Cette exploitation se conjugue avec un trafic humain des plus éhontés. A Marseille, avant la grève de 1922, le marin, pour s’embarquer, se présentait à bord et était embauché selon ses capacités. Aujourd’hui, les bureaux de recrutement sont officiels et l’embarquement n’est permis qu’au plus offrant. Les marchands d’hommes foisonnent. C’est 100, 200, 300 francs … ou plus qu’ils exigent, suivant les conditions de vie à bord du navire en partance et la durée du voyage. Et ce trafic des négriers et des jauniers est si lucratif que les serins payent eux-mêmes de 5 à 6.000 francs, offrent mille présents (tapis, sacs de café, etc.) au chef mécanicien et à tous ceux qui trempent dans le négoce, pour s’embarquer et s’assurer le monopole de l’embarquement sur le navire. Certains marins arabes, qu’on débarque intentionnellement à Djibouti, sont obligés de donner jusqu’à 1.000 francs à ces trafiquants de chair à travail pour réembarquer et retourner à Marseille.
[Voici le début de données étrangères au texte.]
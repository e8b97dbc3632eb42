//! # Seatwarden
//!
//! **Seat-based license entitlement engine for device fleets.**
//!
//! Seatwarden tracks organizations, capacity plans, licenses, and the
//! devices activated against them. Devices hold HMAC-signed entitlement
//! tokens, but the token is never the source of truth: every validation
//! re-checks live license status, device revocation, and expiry, so
//! revocation takes effect immediately rather than at token expiry.
//!
//! ## Features
//!
//! - **Seat capacity accounting** — per-plan device limits with an
//!   unlimited (`-1`) sentinel, enforced atomically against concurrent
//!   activations
//! - **License lifecycle** — Inactive, Active, Suspended, and Expired
//!   states with renewal that revives expired or suspended licenses
//! - **Device binding** — a device id belongs to at most one license,
//!   ever; revoked devices can reclaim a free seat later
//! - **HMAC-SHA256 device tokens** — compact signed tokens bind a device
//!   to its license between validations
//! - **Offline grace** — expired licenses keep validating for offline
//!   devices within a configurable window after their last check
//! - **Audit trail** — every validation attempt against a known device is
//!   logged with outcome, client metadata, and latency
//!
//! ## Quickstart
//!
//! ```no_run
//! use seatwarden::{EntitlementEngine, SeatwardenConfig, ValidationRequest};
//! use seatwarden::model::DeviceMetadata;
//!
//! fn main() -> Result<(), seatwarden::SeatwardenError> {
//!     let config = SeatwardenConfig::new("your-64-hex-char-signing-secret");
//!     let engine = EntitlementEngine::new(config)?;
//!
//!     let org = engine.create_organization("Acme Logistics");
//!     let plan = engine.create_plan("Fleet", 25)?;
//!     let license = engine.create_license(org.id, plan.id, None, None)?;
//!     engine.activate_license(license.id)?;
//!
//!     let (_activation, token) =
//!         engine.activate_device(&license.code, "scanner-17", DeviceMetadata::default())?;
//!
//!     let result = engine.validate(&ValidationRequest::new("scanner-17", token, false));
//!     if result.ok {
//!         println!("device entitled until {:?}", result.grace_period_until);
//!     }
//!     Ok(())
//! }
//! ```
//!
//! ## Trust Model
//!
//! Seatwarden is the server-side authority. Tokens prove a device once
//! held a seat; they spare the device from re-sending its license code
//! and nothing more. Anything revocable (license status, device seat,
//! expiry) is re-read from the store on every validation, which is why
//! token lifetimes can be long without weakening revocation.

#![deny(warnings)]
#![deny(missing_docs)]

// Core modules
pub mod clock;
pub mod config;
pub mod errors;

// License code alphabet and formatting
pub mod code;

// Domain model
pub mod model;

// Storage layer
pub mod store;

// Capacity policy
pub mod capacity;

// Token layer
pub mod token;

// Lifecycle services
pub mod lifecycle;

// Validation engine
pub mod validation;

// Manager (main public API)
pub mod manager;

// Re-exports for public API
pub use clock::{Clock, SystemClock};
pub use config::SeatwardenConfig;
pub use errors::SeatwardenError;
pub use manager::{EntitlementEngine, LicenseInfo};
pub use model::{DeviceActivation, License, LicenseStatus};
pub use validation::{ValidationReason, ValidationRequest, ValidationResult};

#[cfg(any(test, feature = "test-seams"))]
pub use clock::MockClock;
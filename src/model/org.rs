//! Customer organization record.

use serde::{Deserialize, Serialize};
use uuid::Uuid;

/// A customer organization that owns licenses.
///
/// Deleting an organization cascades to its licenses and their device
/// activations; the cascade is enforced by the entitlement store.
#[derive(Debug, Clone, Serialize, Deserialize)]
pub struct Organization {
    /// Unique identifier.
    pub id: Uuid,

    /// Display name.
    pub name: String,

    /// Whether the organization is active.
    pub is_active: bool,

    /// Free-form notes.
    pub notes: Option<String>,
}

impl Organization {
    /// Create a new active organization.
    pub fn new(name: impl Into<String>) -> Self {
        Self {
            id: Uuid::new_v4(),
            name: name.into(),
            is_active: true,
            notes: None,
        }
    }
}

#[cfg(test)]
mod tests {
    use super::*;

    #[test]
    fn test_new_organization_is_active() {
        let org = Organization::new("Acme Logistics");
        assert!(org.is_active);
        assert_eq!(org.name, "Acme Logistics");
    }
}
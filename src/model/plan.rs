//! Capacity/pricing tier record.

use serde::{Deserialize, Serialize};
use uuid::Uuid;

/// Sentinel `max_devices` value meaning unlimited seats.
pub const UNLIMITED_DEVICES: i32 = -1;

/// A capacity tier a license is sold under.
///
/// Plan names are unique. A plan cannot be deleted while any license
/// references it; the entitlement store blocks the delete instead of
/// cascading.
#[derive(Debug, Clone, Serialize, Deserialize)]
pub struct Plan {
    /// Unique identifier.
    pub id: Uuid,

    /// Unique plan name (e.g. "Starter", "Pro").
    pub name: String,

    /// Maximum concurrently active devices, or [`UNLIMITED_DEVICES`].
    pub max_devices: i32,

    /// Monthly price per device seat.
    pub price_per_device: Option<f64>,

    /// Human-readable description.
    pub description: Option<String>,

    /// Whether the plan is available for new licenses.
    pub is_active: bool,

    /// Whether this is a bespoke enterprise plan.
    pub is_enterprise: bool,
}

impl Plan {
    /// Create a new active plan with the given seat capacity.
    pub fn new(name: impl Into<String>, max_devices: i32) -> Self {
        Self {
            id: Uuid::new_v4(),
            name: name.into(),
            max_devices,
            price_per_device: None,
            description: None,
            is_active: true,
            is_enterprise: max_devices == UNLIMITED_DEVICES,
        }
    }

    /// Whether this plan places no limit on active devices.
    pub fn is_unlimited(&self) -> bool {
        self.max_devices == UNLIMITED_DEVICES
    }
}
//! The request-time validation decision procedure.
//!
//! Combines token verification, live store lookups, expiry and grace-period
//! math, and audit logging. The token proves the device once held a seat on
//! the license; everything revocable is re-checked against the store on
//! every call, so a revoked device or suspended license is rejected long
//! before its token expires.

use crate::clock::Clock;
use crate::model::{License, LicenseStatus, ValidationLog, ValidationOutcome};
use crate::store::EntitlementStore;
use crate::token::TokenIssuer;
use chrono::{DateTime, Duration, Utc};
use std::fmt;
use std::sync::Arc;
use std::time::Instant;
use tracing::debug;

/// One validation request from a device.
#[derive(Debug, Clone)]
pub struct ValidationRequest {
    /// Device id making the request.
    pub device_id: String,

    /// Entitlement token presented by the device.
    pub token: String,

    /// Whether the device reports operating without connectivity.
    pub is_offline: bool,

    /// Client IP address, recorded in the audit log.
    pub ip_address: Option<String>,

    /// Client user agent, recorded in the audit log.
    pub user_agent: Option<String>,
}

impl ValidationRequest {
    /// Build a request with no client metadata.
    pub fn new(device_id: impl Into<String>, token: impl Into<String>, is_offline: bool) -> Self {
        Self {
            device_id: device_id.into(),
            token: token.into(),
            is_offline,
            ip_address: None,
            user_agent: None,
        }
    }
}

/// Terminal reason for a validation decision.
#[derive(Debug, Clone, PartialEq, Eq)]
pub enum ValidationReason {
    /// License valid, device entitled.
    Valid,
    /// Expired license accepted under the offline grace window.
    GracePeriod,
    /// Token failed signature, expiry, or kind checks.
    InvalidToken,
    /// Token was minted for a different device.
    TokenDeviceMismatch,
    /// No activation record for the device id.
    DeviceNotFound,
    /// The device's seat has been revoked.
    DeviceRevoked,
    /// The license in the token no longer exists.
    LicenseNotFound,
    /// The license is not in Active status.
    LicenseNotActive(LicenseStatus),
    /// The license is past expiry with no applicable grace.
    LicenseExpired,
}

impl ValidationReason {
    /// Whether this reason represents an entitled device.
    pub fn is_ok(&self) -> bool {
        matches!(self, ValidationReason::Valid | ValidationReason::GracePeriod)
    }

    fn outcome(&self) -> ValidationOutcome {
        match self {
            ValidationReason::Valid => ValidationOutcome::Success,
            ValidationReason::GracePeriod => ValidationOutcome::GracePeriod,
            _ => ValidationOutcome::Failed,
        }
    }
}

impl fmt::Display for ValidationReason {
    fn fmt(&self, f: &mut fmt::Formatter<'_>) -> fmt::Result {
        match self {
            ValidationReason::Valid => f.write_str("license valid"),
            ValidationReason::GracePeriod => f.write_str("valid (offline grace period)"),
            ValidationReason::InvalidToken => f.write_str("invalid activation token"),
            ValidationReason::TokenDeviceMismatch => {
                f.write_str("token does not belong to this device")
            }
            ValidationReason::DeviceNotFound => f.write_str("device not found"),
            ValidationReason::DeviceRevoked => f.write_str("device revoked"),
            ValidationReason::LicenseNotFound => f.write_str("license not found"),
            ValidationReason::LicenseNotActive(status) => {
                write!(f, "license is not active (status: {})", status)
            }
            ValidationReason::LicenseExpired => f.write_str("license expired"),
        }
    }
}

/// Outcome of one validation call.
#[derive(Debug, Clone)]
pub struct ValidationResult {
    /// Whether the device is entitled right now.
    pub ok: bool,

    /// Why.
    pub reason: ValidationReason,

    /// The license, when it could be resolved (also on some failures, e.g.
    /// a suspended license, so callers can report status).
    pub license: Option<License>,

    /// End of the offline grace window, reported on success.
    pub grace_period_until: Option<DateTime<Utc>>,
}

/// The validation decision engine.
pub struct ValidationEngine {
    store: Arc<EntitlementStore>,
    clock: Arc<dyn Clock>,
    issuer: TokenIssuer,
    grace: Duration,
}

impl ValidationEngine {
    /// Create an engine with the given offline grace window.
    pub fn new(
        store: Arc<EntitlementStore>,
        clock: Arc<dyn Clock>,
        issuer: TokenIssuer,
        offline_grace: std::time::Duration,
    ) -> Self {
        Self {
            store,
            clock,
            issuer,
            grace: Duration::from_std(offline_grace).unwrap_or_else(|_| Duration::hours(72)),
        }
    }

    /// Decide whether the device is currently entitled.
    ///
    /// Short-circuits on the first failure, in fixed order: token signature
    /// and expiry, token/device binding, activation existence, revocation,
    /// license existence, license status, expiry with offline grace. Every
    /// attempt against a known activation is recorded in the audit log
    /// after the decision is made; the log write can never change or
    /// suppress the result.
    pub fn validate(&self, request: &ValidationRequest) -> ValidationResult {
        let started = Instant::now();
        let result = self.decide(request);

        self.audit(request, &result, started.elapsed().as_millis() as u64);

        debug!(
            device_id = %request.device_id,
            ok = result.ok,
            reason = %result.reason,
            offline = request.is_offline,
            "validation decided"
        );
        result
    }

    fn decide(&self, request: &ValidationRequest) -> ValidationResult {
        let claims = match self.issuer.verify(&request.token, self.clock.as_ref()) {
            Ok(claims) => claims,
            Err(_) => return failure(ValidationReason::InvalidToken, None),
        };

        if claims.sub != request.device_id {
            return failure(ValidationReason::TokenDeviceMismatch, None);
        }

        let now = self.clock.now_utc();
        let grace = self.grace;
        let is_offline = request.is_offline;

        self.store.write(|state| {
            let activation = match state.activation_by_device(&request.device_id) {
                Some(activation) => activation,
                None => return failure(ValidationReason::DeviceNotFound, None),
            };
            if activation.is_revoked() {
                return failure(ValidationReason::DeviceRevoked, None);
            }
            let grace_deadline = activation
                .last_validated_at
                .map(|last| last + grace);

            let license = match state.license(claims.license_id) {
                Some(license) => license.clone(),
                None => return failure(ValidationReason::LicenseNotFound, None),
            };

            if license.status != LicenseStatus::Active {
                return failure(
                    ValidationReason::LicenseNotActive(license.status),
                    Some(license),
                );
            }

            if license.is_expired(now) {
                // Offline grace: measured from the last successful check,
                // so each offline success extends the window by one grace
                // interval but never indefinitely.
                let within_grace = grace_deadline.map_or(false, |deadline| now < deadline);
                if is_offline && within_grace {
                    if let Some(activation) = state.activation_by_device_mut(&request.device_id) {
                        activation.touch_validation(now);
                    }
                    return ValidationResult {
                        ok: true,
                        reason: ValidationReason::GracePeriod,
                        license: Some(license),
                        grace_period_until: Some(now + grace),
                    };
                }
                return failure(ValidationReason::LicenseExpired, Some(license));
            }

            if let Some(activation) = state.activation_by_device_mut(&request.device_id) {
                activation.touch_validation(now);
            }
            ValidationResult {
                ok: true,
                reason: ValidationReason::Valid,
                license: Some(license),
                grace_period_until: Some(now + grace),
            }
        })
    }

    /// Append an audit record for this attempt, when the device resolves to
    /// an activation. Fire-and-forget relative to the decision.
    fn audit(&self, request: &ValidationRequest, result: &ValidationResult, latency_ms: u64) {
        let now = self.clock.now_utc();
        self.store.write(|state| {
            let activation_id = match state.activation_by_device(&request.device_id) {
                Some(activation) => activation.id,
                None => return,
            };
            state.append_log(ValidationLog::new(
                activation_id,
                result.reason.outcome(),
                request.ip_address.clone(),
                request.user_agent.clone(),
                request.is_offline,
                (!result.ok).then(|| result.reason.to_string()),
                now,
                Some(latency_ms),
            ));
        });
    }
}

fn failure(reason: ValidationReason, license: Option<License>) -> ValidationResult {
    ValidationResult {
        ok: false,
        reason,
        license,
        grace_period_until: None,
    }
}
Certes, tous ces abus ne se pratiqueraient pas sur une si grande échelle si les marins de couleur étaient syndiqués dans une organisation révolutionnaire. Les marins de couleur ne sont pourtant pas réfractaires à l’organisation. Nombreux sont les Sénégalais, Malgaches qui étaient ou sont encore syndiqués chez les réformistes.
Ils pensaient que, étant unis à leurs frères blancs, ils ne subiraient plus de brimades, d’iniquités ; l’organisation syndicale les défendrait. Mais ces navigateurs coloniaux, groupés dans la C.G.T., étaient toujours payés, débarqués, logés, nourris au bon gré des compagnies de navigation.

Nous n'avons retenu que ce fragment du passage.